During the 2024–25 pilot year, participants in SIP Demonstration Site visits (n = 450) showed statistically significant gains in knowledge of inclusive practices following a single site visit, with average scores increasing from 4.6 to 5.4 on a 6-point scale (p < .05). Participants also reported positive shifts in attitudes towards Universal Design for Learning (UDL). Similarly, participants in SIP Inclusion Academies demonstrated meaningful increases in knowledge—typically a half point to a full point on a 6-point scale—with the strongest growth in areas related to mindset, beliefs, action planning, and inclusive system design.

Follow-up surveys provide evidence that this learning translated into early changes in practice. Ninety days after participation, district teams reported applying what they learned by reviewing inclusion-related data, launching inclusion-focused workgroups, strengthening co-teaching structures, and incorporating inclusive practices into district improvement plans. Longer-term follow-up surveys administered 3–6 months after Demonstration Site participation showed statistically significant growth across multiple dimensions of inclusive practice, with average scores increasing from 3.7 to 4.1 on a six-point scale (p < .05).

To illustrate how applied learning translates into early practice, Table 1 presents examples of concrete strategies for inclusive education reported by SIP participants. These examples highlight organizational and instructional changes that districts implemented as a result of SIP project engagement.

Table 1. Strategy in Action

Table 1

Attitudes and Beliefs: Shifting Mindsets to Support Inclusive Education

As educators engage in applied learning and begin to implement inclusive practices, SIP also seeks to influence the beliefs and mindsets that shape whether those practices are sustained over time. SIP grantees consistently identify educator attitudes about disability and universal access as among the most significant barriers to inclusive education. Many general educators receive limited preparation related to special education—often a single course focused on legal compliance and eligibility rather than inclusive instruction—and may come to view disability as a category of need that requires separate settings and specialized expertise.14 Without sustained professional learning focused on inclusive practice, these beliefs can persist and undermine efforts to make general education environments more inclusive.15

Although shifts in beliefs associated with SIP participation are modest, they are consistently positive. Across the 2024–25 school year, educators in both voluntary and required SIP LEAs reported small but statistically significant increases in beliefs aligned with UDL, including attitudes related to student engagement, multiple means of action and expression, and representation. On a 14-item survey scale (maximum score of 18), average scores increased from 11.39 in the fall to 11.93 in the spring (p < .05). Although the magnitude of change is modest, the pattern suggests growing familiarity with and comfort using core principles of inclusive instruction.

Differences were more pronounced among educators whose districts engaged more frequently with SIP. Educators reporting three or more interactions per month with SIP staff had higher spring scores (12.4) than those reporting two or fewer monthly interactions (11.7; p < .05). District teams with more frequent participation in SIP coaching and technical assistance also reported slightly stronger ratings on measures of inclusive systems and organizational supports.

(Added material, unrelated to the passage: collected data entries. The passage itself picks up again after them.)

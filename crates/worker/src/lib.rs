//! Retrieval worker for cairn.
//!
//! This crate provides the long-lived worker process:
//! - Lazy, coalesced construction of the network client
//! - Shallow and background directory listing with progress broadcasts
//! - Interception of `/ipfs-sw/` content requests
//! - Page connections over in-process channels or WebSocket

pub mod blockstore;
pub mod bus;
pub mod channel;
pub mod client;
pub mod content;
pub mod error;
pub mod gateway;
pub mod handle;
pub mod routes;
pub mod state;
pub mod walker;
pub mod worker;

pub use bus::{PageId, PageSender, ProgressBus};
pub use client::{ByteStream, ClientFactory, EntryStream, FetchResponse, NetworkClient};
pub use content::{ContentGateway, ContentRequest};
pub use error::{ClientError, ClientResult, WorkerError, WorkerResult};
pub use gateway::{GatewayClient, GatewayClientFactory};
pub use handle::ClientHandle;
pub use routes::create_router;
pub use state::WorkerState;
pub use walker::{DirectoryWalker, ProgressSink, WalkSummary};
pub use worker::{PageChannel, ServiceWorker};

Taken together, these findings suggest that sustained engagement with SIP is associated with gradual shifts in educator beliefs and system-level conditions that support inclusive education. When combined with observed improvements in LRE indicators and reductions in restrictive placements, these early belief changes point towards strengthening local capacity to support more inclusive practices over time.

Placement and System Outcomes: Changes in LRE Data

Changes in applied learning and educator beliefs provide important context for understanding observed shifts in placement patterns. Growth patterns in Indicator 5a (the percentage of students with disabilities served in general education for at least 80 percent of the day) on the IDEA’s annual performance report show that SIP grantees have improved at roughly double the state’s rate overall—or, in some cases, more than double (Table 2). For instance, the first SIP cohort’s 5a measure has increased by 18 percent since 2015, while the state increase in 5A was 6 percent and the national increase was 4 percent during the same timeframe.

Table 2. Cohort Analysis of SIP Districts

Table 2

ᵃ Data for the 2021–22 school year are unavailable due to COVID-19–related disruptions in data collection and reporting.

For SIP grantees overall, the share of students served in general education for most of their day increased by an average of 1.8 percentage points per year, compared with less than 1 point statewide and 1 point nationally. Districts entering SIP with the lowest baseline rates made the largest gains, while higher baseline cohorts showed smaller but still positive gains. Over 5 years, SIP districts demonstrated 9 percentage points of growth, compared to 2 points statewide and 4 points nationally. That difference extrapolated for the state over 5 years would mean that 56,000 more students would be in general education settings for 80 percent or more of each school day.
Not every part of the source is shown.